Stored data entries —

=== Section Start ===

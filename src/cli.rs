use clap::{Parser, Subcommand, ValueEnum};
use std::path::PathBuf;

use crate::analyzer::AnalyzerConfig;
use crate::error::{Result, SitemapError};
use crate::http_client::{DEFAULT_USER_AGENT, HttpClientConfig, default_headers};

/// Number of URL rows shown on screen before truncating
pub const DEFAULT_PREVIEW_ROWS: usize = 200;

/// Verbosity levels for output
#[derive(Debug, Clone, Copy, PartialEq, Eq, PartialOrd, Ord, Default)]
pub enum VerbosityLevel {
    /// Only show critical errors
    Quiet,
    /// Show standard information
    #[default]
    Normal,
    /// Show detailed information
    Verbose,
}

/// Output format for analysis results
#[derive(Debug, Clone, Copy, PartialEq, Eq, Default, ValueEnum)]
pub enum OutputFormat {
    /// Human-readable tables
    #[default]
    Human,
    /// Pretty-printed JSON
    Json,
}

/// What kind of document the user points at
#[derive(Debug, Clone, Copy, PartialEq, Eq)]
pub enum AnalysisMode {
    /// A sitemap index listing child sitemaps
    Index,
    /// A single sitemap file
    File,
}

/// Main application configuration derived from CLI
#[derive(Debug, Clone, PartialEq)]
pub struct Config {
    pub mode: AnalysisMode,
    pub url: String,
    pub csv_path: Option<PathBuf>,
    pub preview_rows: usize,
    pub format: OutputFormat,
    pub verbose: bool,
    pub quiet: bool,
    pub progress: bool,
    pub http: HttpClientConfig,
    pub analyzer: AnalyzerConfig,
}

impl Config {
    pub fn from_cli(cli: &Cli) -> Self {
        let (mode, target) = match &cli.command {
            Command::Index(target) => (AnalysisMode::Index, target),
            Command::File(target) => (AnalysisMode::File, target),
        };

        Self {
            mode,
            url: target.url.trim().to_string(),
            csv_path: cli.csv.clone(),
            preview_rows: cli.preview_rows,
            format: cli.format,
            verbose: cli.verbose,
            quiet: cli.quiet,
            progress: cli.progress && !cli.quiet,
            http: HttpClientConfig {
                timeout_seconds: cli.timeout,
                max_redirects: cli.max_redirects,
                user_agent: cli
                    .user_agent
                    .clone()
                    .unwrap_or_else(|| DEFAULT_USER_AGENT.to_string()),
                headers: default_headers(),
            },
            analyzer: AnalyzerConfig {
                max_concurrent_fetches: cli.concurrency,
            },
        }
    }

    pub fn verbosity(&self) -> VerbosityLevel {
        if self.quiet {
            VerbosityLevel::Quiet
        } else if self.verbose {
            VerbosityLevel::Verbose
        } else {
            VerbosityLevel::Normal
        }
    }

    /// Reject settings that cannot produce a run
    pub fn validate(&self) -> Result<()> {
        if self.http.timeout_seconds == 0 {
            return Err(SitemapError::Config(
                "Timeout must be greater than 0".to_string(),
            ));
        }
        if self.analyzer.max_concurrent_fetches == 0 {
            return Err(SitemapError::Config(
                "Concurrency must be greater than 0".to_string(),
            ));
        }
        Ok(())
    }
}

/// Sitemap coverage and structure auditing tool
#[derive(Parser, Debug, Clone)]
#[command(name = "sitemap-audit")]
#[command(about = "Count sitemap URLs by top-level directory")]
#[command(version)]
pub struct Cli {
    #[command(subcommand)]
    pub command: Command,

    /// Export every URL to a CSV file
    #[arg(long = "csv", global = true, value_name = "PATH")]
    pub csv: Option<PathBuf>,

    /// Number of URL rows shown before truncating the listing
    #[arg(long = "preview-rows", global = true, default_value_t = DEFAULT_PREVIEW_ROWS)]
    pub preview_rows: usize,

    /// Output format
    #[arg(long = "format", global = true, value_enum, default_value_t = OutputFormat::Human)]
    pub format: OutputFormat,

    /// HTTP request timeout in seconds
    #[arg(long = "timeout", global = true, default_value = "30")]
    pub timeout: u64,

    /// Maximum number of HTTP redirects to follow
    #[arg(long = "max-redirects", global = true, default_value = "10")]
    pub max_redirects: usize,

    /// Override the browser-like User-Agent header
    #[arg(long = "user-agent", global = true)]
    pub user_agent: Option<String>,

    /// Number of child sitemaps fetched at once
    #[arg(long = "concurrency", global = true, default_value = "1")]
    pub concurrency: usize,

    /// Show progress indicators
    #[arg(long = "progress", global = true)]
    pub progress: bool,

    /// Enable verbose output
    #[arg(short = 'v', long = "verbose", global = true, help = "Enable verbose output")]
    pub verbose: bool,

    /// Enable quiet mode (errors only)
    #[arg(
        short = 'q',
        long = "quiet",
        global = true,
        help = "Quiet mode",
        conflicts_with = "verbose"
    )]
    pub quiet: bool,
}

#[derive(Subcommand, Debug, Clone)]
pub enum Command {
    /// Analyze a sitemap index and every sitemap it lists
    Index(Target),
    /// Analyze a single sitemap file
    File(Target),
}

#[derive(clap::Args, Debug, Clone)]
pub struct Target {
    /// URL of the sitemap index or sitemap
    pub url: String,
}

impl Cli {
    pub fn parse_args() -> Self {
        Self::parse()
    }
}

=== Section End ===

Activity — Retype every entry exactly as it stands.

Response to this task —
filename src/cli.rs
use clap::{Parser, Subcommand, ValueEnum};
use std::path::PathBuf;

use crate::analyzer::AnalyzerConfig;
use crate::error::{Result, SitemapError};
use crate::http_client::{DEFAULT_USER_AGENT, HttpClientConfig, default_headers};

/// Number of URL rows shown on screen before truncating
pub const DEFAULT_PREVIEW_ROWS: usize = 200;

/// Verbosity levels for output
#[derive(Debug, Clone, Copy, PartialEq, Eq, PartialOrd, Ord, Default)]
pub enum VerbosityLevel {
    /// Only show critical errors
    Quiet,
    /// Show standard information
    #[default]
    Normal,
    /// Show detailed information
    Verbose,
}

/// Output format for analysis results
#[derive(Debug, Clone, Copy, PartialEq, Eq, Default, ValueEnum)]
pub enum OutputFormat {
    /// Human-readable tables
    #[default]
    Human,
    /// Pretty-printed JSON
    Json,
}

/// What kind of document the user points at
#[derive(Debug, Clone, Copy, PartialEq, Eq)]
pub enum AnalysisMode {
    /// A sitemap index listing child sitemaps
    Index,
    /// A single sitemap file
    File,
}

/// Main application configuration derived from CLI
#[derive(Debug, Clone, PartialEq)]
pub struct Config {
    pub mode: AnalysisMode,
    pub url: String,
    pub csv_path: Option<PathBuf>,
    pub preview_rows: usize,
    pub format: OutputFormat,
    pub verbose: bool,
    pub quiet: bool,
    pub progress: bool,
    pub http: HttpClientConfig,
    pub analyzer: AnalyzerConfig,
}

impl Config {
    pub fn from_cli(cli: &Cli) -> Self {
        let (mode, target) = match &cli.command {
            Command::Index(target) => (AnalysisMode::Index, target),
            Command::File(target) => (AnalysisMode::File, target),
        };

        Self {
            mode,
            url: target.url.trim().to_string(),
            csv_path: cli.csv.clone(),
            preview_rows: cli.preview_rows,
            format: cli.format,
            verbose: cli.verbose,
            quiet: cli.quiet,
            progress: cli.progress && !cli.quiet,
            http: HttpClientConfig {
                timeout_seconds: cli.timeout,
                max_redirects: cli.max_redirects,
                user_agent: cli
                    .user_agent
                    .clone()
                    .unwrap_or_else(|| DEFAULT_USER_AGENT.to_string()),
                headers: default_headers(),
            },
            analyzer: AnalyzerConfig {
                max_concurrent_fetches: cli.concurrency,
            },
        }
    }

    pub fn verbosity(&self) -> VerbosityLevel {
        if self.quiet {
            VerbosityLevel::Quiet
        } else if self.verbose {
            VerbosityLevel::Verbose
        } else {
            VerbosityLevel::Normal
        }
    }

    /// Reject settings that cannot produce a run
    pub fn validate(&self) -> Result<()> {
        if self.http.timeout_seconds == 0 {
            return Err(SitemapError::Config(
                "Timeout must be greater than 0".to_string(),
            ));
        }
        if self.analyzer.max_concurrent_fetches == 0 {
            return Err(SitemapError::Config(
                "Concurrency must be greater than 0".to_string(),
            ));
        }
        Ok(())
    }
}

/// Sitemap coverage and structure auditing tool
#[derive(Parser, Debug, Clone)]
#[command(name = "sitemap-audit")]
#[command(about = "Count sitemap URLs by top-level directory")]
#[command(version)]
pub struct Cli {
    #[command(subcommand)]
    pub command: Command,

    /// Export every URL to a CSV file
    #[arg(long = "csv", global = true, value_name = "PATH")]
    pub csv: Option<PathBuf>,

    /// Number of URL rows shown before truncating the listing
    #[arg(long = "preview-rows", global = true, default_value_t = DEFAULT_PREVIEW_ROWS)]
    pub preview_rows: usize,

    /// Output format
    #[arg(long = "format", global = true, value_enum, default_value_t = OutputFormat::Human)]
    pub format: OutputFormat,

    /// HTTP request timeout in seconds
    #[arg(long = "timeout", global = true, default_value = "30")]
    pub timeout: u64,

    /// Maximum number of HTTP redirects to follow
    #[arg(long = "max-redirects", global = true, default_value = "10")]
    pub max_redirects: usize,

    /// Override the browser-like User-Agent header
    #[arg(long = "user-agent", global = true)]
    pub user_agent: Option<String>,

    /// Number of child sitemaps fetched at once
    #[arg(long = "concurrency", global = true, default_value = "1")]
    pub concurrency: usize,

    /// Show progress indicators
    #[arg(long = "progress", global = true)]
    pub progress: bool,

    /// Enable verbose output
    #[arg(short = 'v', long = "verbose", global = true, help = "Enable verbose output")]
    pub verbose: bool,

    /// Enable quiet mode (errors only)
    #[arg(
        short = 'q',
        long = "quiet",
        global = true,
        help = "Quiet mode",
        conflicts_with = "verbose"
    )]
    pub quiet: bool,
}

#[derive(Subcommand, Debug, Clone)]
pub enum Command {
    /// Analyze a sitemap index and every sitemap it lists
    Index(Target),
    /// Analyze a single sitemap file
    File(Target),
}

#[derive(clap::Args, Debug, Clone)]
pub struct Target {
    /// URL of the sitemap index or sitemap
    pub url: String,
}

impl Cli {
    pub fn parse_args() -> Self {
        Self::parse()
    }
}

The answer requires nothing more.